**ASSIGNED TASK**
Scan the records for lines with the word "attempts", and copy every such line.

**DATASET EXCERPTS**
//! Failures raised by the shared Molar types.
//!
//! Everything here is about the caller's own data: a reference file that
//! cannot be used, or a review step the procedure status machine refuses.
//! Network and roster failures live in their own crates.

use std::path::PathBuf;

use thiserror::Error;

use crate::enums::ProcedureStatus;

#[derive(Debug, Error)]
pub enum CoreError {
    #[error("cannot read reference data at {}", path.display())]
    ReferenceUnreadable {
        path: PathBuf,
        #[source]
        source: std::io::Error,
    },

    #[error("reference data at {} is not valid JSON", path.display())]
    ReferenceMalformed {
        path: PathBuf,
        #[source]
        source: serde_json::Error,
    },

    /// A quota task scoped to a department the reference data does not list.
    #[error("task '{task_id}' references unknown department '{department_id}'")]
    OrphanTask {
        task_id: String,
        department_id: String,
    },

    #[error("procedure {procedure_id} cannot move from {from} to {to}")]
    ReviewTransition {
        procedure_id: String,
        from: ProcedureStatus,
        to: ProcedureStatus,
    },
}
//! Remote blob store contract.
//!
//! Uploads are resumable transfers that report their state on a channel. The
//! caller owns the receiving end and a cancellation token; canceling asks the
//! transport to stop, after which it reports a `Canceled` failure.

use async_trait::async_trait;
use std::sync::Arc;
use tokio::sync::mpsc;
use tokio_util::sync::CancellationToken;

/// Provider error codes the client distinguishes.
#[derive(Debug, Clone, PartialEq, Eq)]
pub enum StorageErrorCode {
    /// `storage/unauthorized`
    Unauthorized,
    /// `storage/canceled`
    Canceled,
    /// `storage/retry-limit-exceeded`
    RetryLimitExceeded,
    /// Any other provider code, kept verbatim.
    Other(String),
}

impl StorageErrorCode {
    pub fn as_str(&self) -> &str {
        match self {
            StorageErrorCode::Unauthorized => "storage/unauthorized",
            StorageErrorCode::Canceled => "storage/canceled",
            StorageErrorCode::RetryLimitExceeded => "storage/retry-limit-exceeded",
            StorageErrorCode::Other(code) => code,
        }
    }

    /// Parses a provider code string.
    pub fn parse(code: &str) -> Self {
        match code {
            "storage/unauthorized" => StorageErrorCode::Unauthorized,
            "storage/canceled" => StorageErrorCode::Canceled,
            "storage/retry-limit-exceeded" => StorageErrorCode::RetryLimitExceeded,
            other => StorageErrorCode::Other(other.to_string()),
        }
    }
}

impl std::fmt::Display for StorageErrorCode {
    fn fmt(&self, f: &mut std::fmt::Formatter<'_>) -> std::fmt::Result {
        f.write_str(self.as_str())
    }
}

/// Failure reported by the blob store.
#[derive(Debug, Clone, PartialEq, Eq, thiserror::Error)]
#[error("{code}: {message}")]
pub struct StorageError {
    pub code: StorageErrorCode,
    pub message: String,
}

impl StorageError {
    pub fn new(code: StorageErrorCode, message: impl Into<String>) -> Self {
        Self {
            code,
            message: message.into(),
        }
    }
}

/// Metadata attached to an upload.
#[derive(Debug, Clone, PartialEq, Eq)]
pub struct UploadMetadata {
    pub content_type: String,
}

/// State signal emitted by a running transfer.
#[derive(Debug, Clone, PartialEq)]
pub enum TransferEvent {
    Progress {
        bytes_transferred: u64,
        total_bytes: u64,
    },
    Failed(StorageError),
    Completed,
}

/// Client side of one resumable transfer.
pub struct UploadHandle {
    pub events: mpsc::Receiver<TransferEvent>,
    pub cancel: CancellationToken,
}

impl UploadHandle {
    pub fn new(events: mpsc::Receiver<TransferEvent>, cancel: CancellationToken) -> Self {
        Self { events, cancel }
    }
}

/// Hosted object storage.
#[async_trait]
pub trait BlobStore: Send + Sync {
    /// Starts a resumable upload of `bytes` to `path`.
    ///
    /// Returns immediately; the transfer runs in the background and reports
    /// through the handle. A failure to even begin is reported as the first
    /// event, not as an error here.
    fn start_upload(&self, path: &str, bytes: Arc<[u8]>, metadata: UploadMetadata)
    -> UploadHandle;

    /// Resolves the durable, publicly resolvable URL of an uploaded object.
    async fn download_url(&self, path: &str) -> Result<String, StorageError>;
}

==

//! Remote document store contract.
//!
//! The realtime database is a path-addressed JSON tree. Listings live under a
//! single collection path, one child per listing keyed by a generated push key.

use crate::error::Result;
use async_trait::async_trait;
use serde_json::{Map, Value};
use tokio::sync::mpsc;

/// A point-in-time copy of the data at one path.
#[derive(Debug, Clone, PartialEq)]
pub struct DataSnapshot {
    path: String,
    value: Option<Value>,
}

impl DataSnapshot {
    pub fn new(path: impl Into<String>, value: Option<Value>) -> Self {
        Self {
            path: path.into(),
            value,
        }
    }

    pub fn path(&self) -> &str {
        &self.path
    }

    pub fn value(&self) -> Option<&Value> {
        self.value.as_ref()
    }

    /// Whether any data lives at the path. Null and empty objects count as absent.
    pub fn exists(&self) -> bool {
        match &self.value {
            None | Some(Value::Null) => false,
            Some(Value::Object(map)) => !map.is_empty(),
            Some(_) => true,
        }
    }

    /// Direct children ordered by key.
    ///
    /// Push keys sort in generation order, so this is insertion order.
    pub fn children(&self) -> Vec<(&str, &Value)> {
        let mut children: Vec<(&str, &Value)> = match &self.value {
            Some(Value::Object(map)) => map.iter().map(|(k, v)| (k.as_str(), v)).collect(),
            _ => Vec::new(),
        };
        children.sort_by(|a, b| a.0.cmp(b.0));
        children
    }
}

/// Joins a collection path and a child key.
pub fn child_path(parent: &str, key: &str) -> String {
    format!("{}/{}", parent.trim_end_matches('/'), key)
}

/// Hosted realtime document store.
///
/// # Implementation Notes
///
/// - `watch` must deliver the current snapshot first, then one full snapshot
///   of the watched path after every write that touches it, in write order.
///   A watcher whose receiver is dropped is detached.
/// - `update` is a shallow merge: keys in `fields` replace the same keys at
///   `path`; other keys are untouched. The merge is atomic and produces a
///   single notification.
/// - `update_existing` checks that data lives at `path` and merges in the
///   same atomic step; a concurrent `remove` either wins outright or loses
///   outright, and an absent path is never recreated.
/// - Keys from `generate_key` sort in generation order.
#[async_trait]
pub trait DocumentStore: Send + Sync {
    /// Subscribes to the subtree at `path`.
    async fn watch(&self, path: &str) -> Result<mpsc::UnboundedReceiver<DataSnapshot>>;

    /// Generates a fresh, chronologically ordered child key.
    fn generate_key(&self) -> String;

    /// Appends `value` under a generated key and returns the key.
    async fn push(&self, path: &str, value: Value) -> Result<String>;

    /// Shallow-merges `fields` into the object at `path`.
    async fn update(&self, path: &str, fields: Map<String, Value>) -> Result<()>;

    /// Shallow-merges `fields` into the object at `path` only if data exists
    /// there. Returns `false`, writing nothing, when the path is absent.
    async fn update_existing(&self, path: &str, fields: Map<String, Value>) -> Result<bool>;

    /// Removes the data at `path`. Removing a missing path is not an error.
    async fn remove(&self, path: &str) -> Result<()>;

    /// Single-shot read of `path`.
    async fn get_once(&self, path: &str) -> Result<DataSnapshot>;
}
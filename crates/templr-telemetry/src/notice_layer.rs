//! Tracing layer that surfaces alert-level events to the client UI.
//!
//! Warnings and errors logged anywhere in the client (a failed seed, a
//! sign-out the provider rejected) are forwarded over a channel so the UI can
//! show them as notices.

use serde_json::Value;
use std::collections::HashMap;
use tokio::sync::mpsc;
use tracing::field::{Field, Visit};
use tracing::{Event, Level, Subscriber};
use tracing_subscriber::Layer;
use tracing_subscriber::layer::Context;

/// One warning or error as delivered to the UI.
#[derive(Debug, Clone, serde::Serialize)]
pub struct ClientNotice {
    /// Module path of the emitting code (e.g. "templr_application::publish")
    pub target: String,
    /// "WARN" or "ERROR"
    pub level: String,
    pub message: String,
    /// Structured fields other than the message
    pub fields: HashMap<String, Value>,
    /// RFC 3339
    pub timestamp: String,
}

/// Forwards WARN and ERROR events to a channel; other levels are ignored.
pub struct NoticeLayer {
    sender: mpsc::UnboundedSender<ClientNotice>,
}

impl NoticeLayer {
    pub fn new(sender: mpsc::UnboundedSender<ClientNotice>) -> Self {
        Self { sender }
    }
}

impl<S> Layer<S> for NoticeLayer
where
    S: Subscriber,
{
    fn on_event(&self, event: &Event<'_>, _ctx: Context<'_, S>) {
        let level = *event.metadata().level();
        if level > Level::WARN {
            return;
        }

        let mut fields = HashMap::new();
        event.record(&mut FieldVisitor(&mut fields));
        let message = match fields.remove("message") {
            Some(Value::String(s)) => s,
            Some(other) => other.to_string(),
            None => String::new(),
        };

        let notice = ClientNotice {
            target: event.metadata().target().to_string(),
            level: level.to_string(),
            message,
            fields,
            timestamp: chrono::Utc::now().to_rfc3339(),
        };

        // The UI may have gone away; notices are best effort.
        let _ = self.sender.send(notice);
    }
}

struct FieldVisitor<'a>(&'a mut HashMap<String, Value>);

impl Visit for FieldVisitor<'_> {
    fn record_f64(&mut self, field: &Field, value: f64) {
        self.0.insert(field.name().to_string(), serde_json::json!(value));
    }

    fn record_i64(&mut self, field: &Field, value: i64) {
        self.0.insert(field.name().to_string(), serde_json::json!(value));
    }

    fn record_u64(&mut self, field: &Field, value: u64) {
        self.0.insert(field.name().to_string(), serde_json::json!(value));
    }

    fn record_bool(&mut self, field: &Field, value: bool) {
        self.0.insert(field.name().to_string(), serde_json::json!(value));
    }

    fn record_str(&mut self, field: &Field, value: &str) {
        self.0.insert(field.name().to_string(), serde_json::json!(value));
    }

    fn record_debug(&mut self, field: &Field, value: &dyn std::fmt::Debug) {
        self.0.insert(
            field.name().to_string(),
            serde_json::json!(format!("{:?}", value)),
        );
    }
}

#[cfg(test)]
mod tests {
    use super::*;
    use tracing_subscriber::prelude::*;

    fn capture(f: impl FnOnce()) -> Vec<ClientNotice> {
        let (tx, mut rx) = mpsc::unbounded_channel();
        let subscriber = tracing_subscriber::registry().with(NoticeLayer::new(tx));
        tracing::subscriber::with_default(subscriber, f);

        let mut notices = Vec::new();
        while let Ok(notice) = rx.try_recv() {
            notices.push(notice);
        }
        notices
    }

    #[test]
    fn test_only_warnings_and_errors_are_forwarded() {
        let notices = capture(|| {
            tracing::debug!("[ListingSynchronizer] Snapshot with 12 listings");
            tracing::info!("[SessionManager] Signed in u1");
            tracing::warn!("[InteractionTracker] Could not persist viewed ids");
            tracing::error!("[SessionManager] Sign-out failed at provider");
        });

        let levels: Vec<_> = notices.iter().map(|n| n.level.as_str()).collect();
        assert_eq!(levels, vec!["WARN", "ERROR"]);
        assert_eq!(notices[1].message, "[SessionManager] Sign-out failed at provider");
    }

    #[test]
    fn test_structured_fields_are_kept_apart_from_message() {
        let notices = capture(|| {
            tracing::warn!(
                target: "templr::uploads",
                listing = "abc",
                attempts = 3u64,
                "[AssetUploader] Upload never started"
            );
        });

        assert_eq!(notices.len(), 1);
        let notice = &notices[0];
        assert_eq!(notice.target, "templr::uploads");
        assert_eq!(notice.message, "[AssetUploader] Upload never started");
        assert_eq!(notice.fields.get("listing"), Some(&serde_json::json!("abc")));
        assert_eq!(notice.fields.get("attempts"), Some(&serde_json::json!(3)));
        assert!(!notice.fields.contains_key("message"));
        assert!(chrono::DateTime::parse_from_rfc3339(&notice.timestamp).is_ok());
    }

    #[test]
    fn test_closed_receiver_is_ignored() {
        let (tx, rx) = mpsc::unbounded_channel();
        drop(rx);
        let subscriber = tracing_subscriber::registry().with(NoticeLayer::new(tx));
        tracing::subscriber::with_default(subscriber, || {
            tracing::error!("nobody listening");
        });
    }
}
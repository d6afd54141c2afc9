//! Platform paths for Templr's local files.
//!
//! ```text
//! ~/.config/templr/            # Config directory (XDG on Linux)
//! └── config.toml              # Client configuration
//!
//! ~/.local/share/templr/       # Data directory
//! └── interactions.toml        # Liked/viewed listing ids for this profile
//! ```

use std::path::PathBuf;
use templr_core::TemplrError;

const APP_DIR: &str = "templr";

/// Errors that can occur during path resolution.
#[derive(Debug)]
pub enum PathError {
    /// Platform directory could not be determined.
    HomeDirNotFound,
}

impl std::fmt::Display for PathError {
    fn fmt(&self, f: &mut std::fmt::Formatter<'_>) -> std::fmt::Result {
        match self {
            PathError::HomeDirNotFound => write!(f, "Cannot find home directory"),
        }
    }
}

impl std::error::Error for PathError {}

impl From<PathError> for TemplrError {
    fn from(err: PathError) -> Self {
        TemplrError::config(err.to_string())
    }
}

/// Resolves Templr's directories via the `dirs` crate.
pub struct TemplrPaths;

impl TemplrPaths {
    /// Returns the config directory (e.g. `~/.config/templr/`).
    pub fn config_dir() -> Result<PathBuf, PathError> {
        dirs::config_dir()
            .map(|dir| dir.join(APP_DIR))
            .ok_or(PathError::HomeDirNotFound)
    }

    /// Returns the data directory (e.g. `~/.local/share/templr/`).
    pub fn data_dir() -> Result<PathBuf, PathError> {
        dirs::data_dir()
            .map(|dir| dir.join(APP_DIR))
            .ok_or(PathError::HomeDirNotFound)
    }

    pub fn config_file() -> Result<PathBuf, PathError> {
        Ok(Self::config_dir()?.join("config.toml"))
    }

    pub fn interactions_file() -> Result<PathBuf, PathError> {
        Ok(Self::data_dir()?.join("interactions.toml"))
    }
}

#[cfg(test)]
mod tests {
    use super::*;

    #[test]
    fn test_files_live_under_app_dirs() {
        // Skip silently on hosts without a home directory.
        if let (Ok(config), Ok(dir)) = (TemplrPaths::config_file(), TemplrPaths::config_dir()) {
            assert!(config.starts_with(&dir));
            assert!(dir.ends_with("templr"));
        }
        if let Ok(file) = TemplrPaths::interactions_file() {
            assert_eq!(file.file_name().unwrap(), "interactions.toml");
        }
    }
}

**EXERCISE RESPONSE**
                attempts = 3u64,
        assert_eq!(notice.fields.get("attempts"), Some(&serde_json::json!(3)));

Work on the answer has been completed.